> [Task]:
In the entries below, find the string "bool" and return each line holding it.

> [Material for this task]:
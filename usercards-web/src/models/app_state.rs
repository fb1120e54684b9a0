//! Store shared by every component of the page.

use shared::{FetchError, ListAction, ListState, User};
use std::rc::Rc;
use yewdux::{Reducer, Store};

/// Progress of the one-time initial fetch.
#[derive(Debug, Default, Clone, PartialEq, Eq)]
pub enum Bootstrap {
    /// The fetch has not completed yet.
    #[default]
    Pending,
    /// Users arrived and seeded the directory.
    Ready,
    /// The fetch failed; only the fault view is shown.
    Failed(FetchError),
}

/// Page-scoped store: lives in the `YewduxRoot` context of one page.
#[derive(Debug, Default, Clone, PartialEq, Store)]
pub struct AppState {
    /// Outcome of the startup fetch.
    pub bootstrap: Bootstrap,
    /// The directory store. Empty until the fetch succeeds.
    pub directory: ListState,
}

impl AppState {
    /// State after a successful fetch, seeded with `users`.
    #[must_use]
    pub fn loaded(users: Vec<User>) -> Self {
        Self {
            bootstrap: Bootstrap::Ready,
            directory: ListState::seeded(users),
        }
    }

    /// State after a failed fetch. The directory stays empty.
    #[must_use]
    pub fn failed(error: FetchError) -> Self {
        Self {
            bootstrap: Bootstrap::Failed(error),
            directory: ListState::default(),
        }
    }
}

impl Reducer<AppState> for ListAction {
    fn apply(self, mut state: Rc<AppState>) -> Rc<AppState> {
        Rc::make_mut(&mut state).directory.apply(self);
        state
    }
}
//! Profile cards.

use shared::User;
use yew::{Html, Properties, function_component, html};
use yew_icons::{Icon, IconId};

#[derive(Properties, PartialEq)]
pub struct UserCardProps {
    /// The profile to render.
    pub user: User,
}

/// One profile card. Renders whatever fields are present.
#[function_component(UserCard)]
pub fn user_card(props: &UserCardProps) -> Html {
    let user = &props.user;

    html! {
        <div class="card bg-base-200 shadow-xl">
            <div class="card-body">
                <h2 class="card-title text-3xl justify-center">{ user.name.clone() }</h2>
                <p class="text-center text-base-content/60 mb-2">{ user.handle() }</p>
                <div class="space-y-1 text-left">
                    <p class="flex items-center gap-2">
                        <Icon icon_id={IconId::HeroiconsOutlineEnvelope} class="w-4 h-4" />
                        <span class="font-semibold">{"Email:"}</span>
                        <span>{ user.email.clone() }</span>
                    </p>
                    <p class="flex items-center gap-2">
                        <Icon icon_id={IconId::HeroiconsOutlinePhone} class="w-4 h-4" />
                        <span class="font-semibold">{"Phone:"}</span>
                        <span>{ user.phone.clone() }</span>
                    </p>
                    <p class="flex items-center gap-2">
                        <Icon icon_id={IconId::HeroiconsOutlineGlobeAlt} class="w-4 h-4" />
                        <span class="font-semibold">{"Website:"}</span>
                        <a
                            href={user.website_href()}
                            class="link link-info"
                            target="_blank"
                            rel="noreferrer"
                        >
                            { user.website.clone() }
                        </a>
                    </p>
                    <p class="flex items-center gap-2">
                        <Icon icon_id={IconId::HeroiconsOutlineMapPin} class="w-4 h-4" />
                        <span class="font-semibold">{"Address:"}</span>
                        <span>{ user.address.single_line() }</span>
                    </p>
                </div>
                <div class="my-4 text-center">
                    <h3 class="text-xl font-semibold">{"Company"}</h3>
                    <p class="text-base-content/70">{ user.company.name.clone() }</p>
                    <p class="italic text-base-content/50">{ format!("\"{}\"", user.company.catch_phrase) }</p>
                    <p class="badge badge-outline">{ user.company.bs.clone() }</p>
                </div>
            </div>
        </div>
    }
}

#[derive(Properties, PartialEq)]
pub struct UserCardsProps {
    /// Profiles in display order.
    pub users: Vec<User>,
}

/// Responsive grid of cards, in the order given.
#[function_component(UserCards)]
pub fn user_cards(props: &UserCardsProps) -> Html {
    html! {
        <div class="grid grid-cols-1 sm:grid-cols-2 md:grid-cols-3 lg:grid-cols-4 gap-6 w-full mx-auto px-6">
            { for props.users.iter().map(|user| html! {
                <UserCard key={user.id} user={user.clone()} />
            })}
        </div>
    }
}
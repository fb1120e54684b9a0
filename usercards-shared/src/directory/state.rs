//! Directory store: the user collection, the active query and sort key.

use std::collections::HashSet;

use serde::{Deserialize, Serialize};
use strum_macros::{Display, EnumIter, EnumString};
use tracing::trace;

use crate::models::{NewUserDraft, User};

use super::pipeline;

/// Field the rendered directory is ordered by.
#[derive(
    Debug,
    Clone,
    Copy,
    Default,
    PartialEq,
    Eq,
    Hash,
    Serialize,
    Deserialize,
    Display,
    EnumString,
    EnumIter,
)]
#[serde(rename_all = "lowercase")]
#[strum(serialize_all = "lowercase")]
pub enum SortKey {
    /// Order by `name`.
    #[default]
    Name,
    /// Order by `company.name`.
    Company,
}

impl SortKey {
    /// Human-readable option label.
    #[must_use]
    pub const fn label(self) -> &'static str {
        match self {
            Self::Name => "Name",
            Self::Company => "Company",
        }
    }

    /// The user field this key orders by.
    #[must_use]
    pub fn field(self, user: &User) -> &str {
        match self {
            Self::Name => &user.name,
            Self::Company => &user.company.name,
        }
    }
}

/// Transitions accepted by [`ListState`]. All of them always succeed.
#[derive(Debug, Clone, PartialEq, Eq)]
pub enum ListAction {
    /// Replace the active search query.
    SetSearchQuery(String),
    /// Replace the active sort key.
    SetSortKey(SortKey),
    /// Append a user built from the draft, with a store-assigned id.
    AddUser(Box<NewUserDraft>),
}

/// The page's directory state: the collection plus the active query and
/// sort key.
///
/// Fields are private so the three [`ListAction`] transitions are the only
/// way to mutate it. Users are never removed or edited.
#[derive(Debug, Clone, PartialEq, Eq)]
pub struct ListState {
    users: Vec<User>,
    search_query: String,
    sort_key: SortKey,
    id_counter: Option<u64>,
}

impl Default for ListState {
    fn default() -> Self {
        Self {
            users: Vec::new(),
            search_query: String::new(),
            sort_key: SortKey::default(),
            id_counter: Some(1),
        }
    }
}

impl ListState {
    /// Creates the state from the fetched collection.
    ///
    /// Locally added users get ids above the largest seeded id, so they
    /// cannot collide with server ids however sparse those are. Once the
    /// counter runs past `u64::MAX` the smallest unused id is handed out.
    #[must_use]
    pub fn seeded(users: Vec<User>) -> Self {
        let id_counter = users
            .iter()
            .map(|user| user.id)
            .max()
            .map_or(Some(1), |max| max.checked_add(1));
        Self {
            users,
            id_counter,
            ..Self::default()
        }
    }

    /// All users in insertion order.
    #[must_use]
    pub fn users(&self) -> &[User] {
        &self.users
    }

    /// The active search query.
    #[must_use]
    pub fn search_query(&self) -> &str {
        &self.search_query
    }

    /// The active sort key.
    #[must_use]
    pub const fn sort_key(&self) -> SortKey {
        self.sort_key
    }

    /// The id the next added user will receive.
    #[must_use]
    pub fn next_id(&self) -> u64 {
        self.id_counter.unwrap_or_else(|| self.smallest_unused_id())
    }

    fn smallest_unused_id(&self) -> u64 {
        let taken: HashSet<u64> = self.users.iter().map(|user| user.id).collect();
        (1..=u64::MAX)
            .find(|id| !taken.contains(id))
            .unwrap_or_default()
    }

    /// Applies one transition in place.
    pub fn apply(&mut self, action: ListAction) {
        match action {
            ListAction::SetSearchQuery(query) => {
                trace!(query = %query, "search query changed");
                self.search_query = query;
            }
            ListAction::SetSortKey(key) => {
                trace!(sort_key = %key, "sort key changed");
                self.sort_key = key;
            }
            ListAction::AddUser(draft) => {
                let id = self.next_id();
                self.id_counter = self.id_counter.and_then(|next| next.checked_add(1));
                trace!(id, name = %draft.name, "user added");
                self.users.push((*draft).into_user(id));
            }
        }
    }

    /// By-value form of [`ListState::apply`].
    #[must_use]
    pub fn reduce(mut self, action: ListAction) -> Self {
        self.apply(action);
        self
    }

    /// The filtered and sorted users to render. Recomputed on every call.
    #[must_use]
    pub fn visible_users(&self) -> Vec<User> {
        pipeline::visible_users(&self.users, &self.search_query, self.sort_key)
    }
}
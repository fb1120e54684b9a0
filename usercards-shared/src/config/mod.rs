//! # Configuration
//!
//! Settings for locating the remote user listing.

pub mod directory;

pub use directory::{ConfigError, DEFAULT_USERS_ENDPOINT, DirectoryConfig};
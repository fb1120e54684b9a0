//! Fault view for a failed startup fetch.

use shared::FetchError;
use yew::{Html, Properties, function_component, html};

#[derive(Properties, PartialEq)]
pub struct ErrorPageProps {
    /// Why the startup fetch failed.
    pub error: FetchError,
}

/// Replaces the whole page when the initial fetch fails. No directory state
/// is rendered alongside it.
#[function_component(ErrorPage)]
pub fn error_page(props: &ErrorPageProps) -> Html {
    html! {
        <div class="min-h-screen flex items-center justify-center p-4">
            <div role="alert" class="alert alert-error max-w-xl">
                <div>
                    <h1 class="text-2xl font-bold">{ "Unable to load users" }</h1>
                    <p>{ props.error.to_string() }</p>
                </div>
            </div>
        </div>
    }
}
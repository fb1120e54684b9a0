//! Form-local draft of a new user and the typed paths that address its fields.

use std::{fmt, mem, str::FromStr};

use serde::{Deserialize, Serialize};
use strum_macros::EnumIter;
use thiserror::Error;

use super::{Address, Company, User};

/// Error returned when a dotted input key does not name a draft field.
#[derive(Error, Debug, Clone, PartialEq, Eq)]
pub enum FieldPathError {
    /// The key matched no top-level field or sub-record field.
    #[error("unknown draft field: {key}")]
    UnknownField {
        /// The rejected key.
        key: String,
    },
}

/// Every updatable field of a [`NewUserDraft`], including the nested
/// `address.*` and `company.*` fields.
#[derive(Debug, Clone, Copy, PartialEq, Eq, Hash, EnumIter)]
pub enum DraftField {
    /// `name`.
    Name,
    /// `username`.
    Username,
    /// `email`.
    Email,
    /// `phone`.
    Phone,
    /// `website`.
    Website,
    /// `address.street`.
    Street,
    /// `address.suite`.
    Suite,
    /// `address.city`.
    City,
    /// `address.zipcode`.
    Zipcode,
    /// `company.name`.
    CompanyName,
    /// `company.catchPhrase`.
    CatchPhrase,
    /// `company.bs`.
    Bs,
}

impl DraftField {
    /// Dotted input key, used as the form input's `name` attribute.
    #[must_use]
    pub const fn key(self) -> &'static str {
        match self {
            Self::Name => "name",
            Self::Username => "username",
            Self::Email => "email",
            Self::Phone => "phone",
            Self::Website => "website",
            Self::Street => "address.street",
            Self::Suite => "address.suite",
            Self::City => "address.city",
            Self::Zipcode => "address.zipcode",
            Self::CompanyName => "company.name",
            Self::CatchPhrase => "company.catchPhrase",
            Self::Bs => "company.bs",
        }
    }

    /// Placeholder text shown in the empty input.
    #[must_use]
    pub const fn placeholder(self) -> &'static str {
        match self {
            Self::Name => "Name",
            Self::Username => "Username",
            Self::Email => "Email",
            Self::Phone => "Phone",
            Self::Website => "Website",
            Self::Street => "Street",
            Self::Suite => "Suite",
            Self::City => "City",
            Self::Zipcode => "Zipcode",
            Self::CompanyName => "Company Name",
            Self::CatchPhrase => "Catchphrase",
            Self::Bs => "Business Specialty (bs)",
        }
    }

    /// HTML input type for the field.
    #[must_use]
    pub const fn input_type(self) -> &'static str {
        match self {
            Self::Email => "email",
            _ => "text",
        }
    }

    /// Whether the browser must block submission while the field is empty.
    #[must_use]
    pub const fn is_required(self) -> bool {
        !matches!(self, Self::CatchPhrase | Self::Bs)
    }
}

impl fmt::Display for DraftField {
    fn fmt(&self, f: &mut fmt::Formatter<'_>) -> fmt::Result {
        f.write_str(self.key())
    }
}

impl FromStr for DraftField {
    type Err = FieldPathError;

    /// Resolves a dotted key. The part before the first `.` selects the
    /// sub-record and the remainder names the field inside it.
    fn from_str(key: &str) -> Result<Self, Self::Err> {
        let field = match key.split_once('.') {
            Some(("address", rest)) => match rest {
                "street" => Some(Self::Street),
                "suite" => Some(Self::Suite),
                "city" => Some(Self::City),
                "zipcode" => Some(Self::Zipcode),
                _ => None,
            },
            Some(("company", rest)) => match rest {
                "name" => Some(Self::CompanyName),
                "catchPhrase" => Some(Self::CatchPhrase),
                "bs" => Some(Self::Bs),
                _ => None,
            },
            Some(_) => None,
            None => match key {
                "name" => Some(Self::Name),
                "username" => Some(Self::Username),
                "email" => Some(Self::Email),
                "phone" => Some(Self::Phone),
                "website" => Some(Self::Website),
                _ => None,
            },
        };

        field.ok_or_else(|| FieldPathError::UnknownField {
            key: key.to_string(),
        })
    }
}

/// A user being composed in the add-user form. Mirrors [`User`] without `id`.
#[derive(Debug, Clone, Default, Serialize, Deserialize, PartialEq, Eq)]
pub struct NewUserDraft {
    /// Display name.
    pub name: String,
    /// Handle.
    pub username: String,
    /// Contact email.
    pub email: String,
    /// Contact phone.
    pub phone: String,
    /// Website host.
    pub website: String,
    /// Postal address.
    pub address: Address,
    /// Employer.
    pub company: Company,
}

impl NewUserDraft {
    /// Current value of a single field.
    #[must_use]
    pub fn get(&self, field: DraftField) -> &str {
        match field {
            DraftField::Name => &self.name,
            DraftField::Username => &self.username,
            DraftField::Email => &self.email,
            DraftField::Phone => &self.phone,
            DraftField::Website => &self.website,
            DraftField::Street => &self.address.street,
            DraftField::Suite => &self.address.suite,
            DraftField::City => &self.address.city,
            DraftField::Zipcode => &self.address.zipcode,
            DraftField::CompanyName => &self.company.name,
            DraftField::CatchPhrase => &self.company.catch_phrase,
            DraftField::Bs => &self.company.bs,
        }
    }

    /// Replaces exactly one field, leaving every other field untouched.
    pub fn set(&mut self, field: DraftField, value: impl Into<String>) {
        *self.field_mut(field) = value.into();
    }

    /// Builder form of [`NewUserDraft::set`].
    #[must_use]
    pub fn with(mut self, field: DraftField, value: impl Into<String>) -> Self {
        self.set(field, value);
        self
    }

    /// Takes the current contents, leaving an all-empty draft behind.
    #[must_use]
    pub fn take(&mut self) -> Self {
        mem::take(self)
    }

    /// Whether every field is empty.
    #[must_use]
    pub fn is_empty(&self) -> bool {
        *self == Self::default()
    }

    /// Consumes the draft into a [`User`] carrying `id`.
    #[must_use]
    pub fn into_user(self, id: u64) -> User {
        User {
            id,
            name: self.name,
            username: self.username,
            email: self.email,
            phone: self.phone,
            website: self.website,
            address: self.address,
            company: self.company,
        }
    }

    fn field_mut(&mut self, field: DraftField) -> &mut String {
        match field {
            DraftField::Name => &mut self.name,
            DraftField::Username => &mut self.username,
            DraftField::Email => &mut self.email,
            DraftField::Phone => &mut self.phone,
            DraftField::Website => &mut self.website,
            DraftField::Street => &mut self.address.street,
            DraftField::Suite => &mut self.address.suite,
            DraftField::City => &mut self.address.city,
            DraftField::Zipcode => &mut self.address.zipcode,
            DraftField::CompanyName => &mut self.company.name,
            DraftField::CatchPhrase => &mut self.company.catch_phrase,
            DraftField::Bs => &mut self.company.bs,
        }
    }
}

> [The answer]:
    pub const fn is_required(self) -> bool {
    pub fn is_empty(&self) -> bool {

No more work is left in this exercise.